Most Christians, even those who do not interpret other parts of the Bible literally, accept the New Testament story as an historical account of an actual event central to their faith, though some do not accept a literal bodily resurrection, sometimes arguing for docetism. But it so seems that in the past, a large group of Christians known as the Gnostics, who were later declared heretics and partially exterminated, argued against its singular importance, and claimed that the New Testament supported their claims. Non-Christians generally view the story as legend or as allegory.
The New Testament
The primary accounts of the resurrection are in the last chapters of the Canonical Gospels: Matthew 28, Mark 16, Luke 24, John 20-21.
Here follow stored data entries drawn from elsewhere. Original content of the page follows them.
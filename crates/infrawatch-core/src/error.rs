//! infrawatch 핵심 에러 타입.
//!
//! 어댑터 crate(network, storage)는 외부 라이브러리 에러를 이 타입으로 매핑한다.

use thiserror::Error;

/// 코어 레이어 에러.
#[derive(Debug, Error)]
pub enum CoreError {
    /// JSON 직렬화/역직렬화 실패
    #[error("직렬화 에러: {0}")]
    Serialization(#[from] serde_json::Error),

    /// 설정값 오류
    #[error("설정 에러: {0}")]
    Config(String),

    /// 필드 유효성 검증 실패
    #[error("유효성 검증 실패 ({field}): {message}")]
    Validation {
        /// 검증 실패한 필드명
        field: String,
        /// 실패 사유
        message: String,
    },

    /// 리소스를 찾을 수 없음 (404)
    #[error("{resource_type} 미발견: {id}")]
    NotFound {
        /// 리소스 종류 (예: "LogAnalysis", "PredictiveAnalysis")
        resource_type: String,
        /// 리소스 식별자
        id: String,
    },

    /// 네트워크 에러 (연결 실패, 타임아웃)
    #[error("네트워크 에러: {0}")]
    Network(String),

    /// 2xx/404 이외의 HTTP 상태 코드
    #[error("API 에러 ({status}): {body}")]
    Http {
        /// HTTP 상태 코드
        status: u16,
        /// 응답 본문
        body: String,
    },

    /// 응답 본문이 예상한 형태가 아님
    #[error("응답 파싱 실패: {0}")]
    Decode(String),

    /// 로컬 저장소 에러
    #[error("저장소 에러: {0}")]
    Storage(String),

    /// I/O 에러
    #[error("I/O 에러: {0}")]
    Io(#[from] std::io::Error),
}

impl CoreError {
    /// 404 응답 여부
    pub fn is_not_found(&self) -> bool {
        matches!(self, CoreError::NotFound { .. })
    }
}
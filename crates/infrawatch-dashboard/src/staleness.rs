//! 오래된 응답 폐기.
//!
//! 요청마다 세대 번호와 당시 선택 상태를 붙인다. 응답이 도착했을 때 태그가
//! 현재 상태와 다르면(선택이 바뀌었거나 더 새 요청이 나갔으면) 버린다.

use infrawatch_core::filter::Selection;
use parking_lot::Mutex;
use tracing::debug;

/// 요청 시점 태그
#[derive(Debug, Clone, PartialEq, Eq)]
pub struct DispatchTag {
    pub generation: u64,
    pub selection: Selection,
}

/// 태그가 붙은 응답
#[derive(Debug, Clone)]
pub struct Tagged<T> {
    pub tag: DispatchTag,
    pub value: T,
}

impl<T> Tagged<T> {
    pub fn new(tag: DispatchTag, value: T) -> Self {
        Self { tag, value }
    }
}

#[derive(Debug)]
struct GuardState {
    generation: u64,
    selection: Selection,
}

/// 세대 카운터 + 선택 스냅샷
#[derive(Debug)]
pub struct StaleGuard {
    state: Mutex<GuardState>,
}

impl StaleGuard {
    pub fn new(selection: Selection) -> Self {
        Self {
            state: Mutex::new(GuardState {
                generation: 0,
                selection,
            }),
        }
    }

    /// 새 요청 시작. 이전에 나간 요청들은 이 시점부터 오래된 것으로 본다.
    pub fn dispatch(&self) -> DispatchTag {
        let mut state = self.state.lock();
        state.generation += 1;
        DispatchTag {
            generation: state.generation,
            selection: state.selection.clone(),
        }
    }

    /// 선택 변경. 진행 중인 요청은 모두 무효가 된다.
    pub fn select(&self, selection: Selection) -> bool {
        let mut state = self.state.lock();
        if state.selection == selection {
            return false;
        }
        state.selection = selection;
        state.generation += 1;
        true
    }

    pub fn selection(&self) -> Selection {
        self.state.lock().selection.clone()
    }

    /// 최신 요청의 응답인지
    pub fn is_current(&self, tag: &DispatchTag) -> bool {
        let state = self.state.lock();
        tag.generation == state.generation && tag.selection == state.selection
    }

    /// 선택만 비교 (다른 작업이 보낸 갱신 결과용)
    pub fn is_current_selection(&self, selection: &Selection) -> bool {
        self.state.lock().selection == *selection
    }

    /// 현재 응답이면 값을 꺼내고 아니면 버림
    pub fn accept<T>(&self, tagged: Tagged<T>) -> Option<T> {
        if self.is_current(&tagged.tag) {
            Some(tagged.value)
        } else {
            debug!(
                "오래된 응답 폐기: generation={}, selection={}",
                tagged.tag.generation, tagged.tag.selection
            );
            None
        }
    }
}

impl Default for StaleGuard {
    fn default() -> Self {
        Self::new(Selection::all())
    }
}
All the Canonical Gospel accounts agree that Jesus was crucified late on Friday afternoon and placed in a tomb belonging to Joseph of Arimathea. On Sunday, after the Saturday Jewish day of rest, one or more of Jesus' female followers, one or more of whom were called Mary, returned to the tomb, to complete the burial rites. When they arrived they discovered that the tomb was empty, or more accurately it did not contain Jesus' body. They then conversed with (an) angel(s)/male youth who informed them that Jesus was resurrected/not there, and so they departed. According to the traditional ending of Mark 16, and the surviving versions of the other Gospels, the women returned with some of Jesus' disciples to confirm the emptiness of the tomb. However, ancient manuscripts of Mark 16 vary heavily after this point, some ancient manuscripts even halt at this point, and most scholars do not believe the traditional ending was the original one.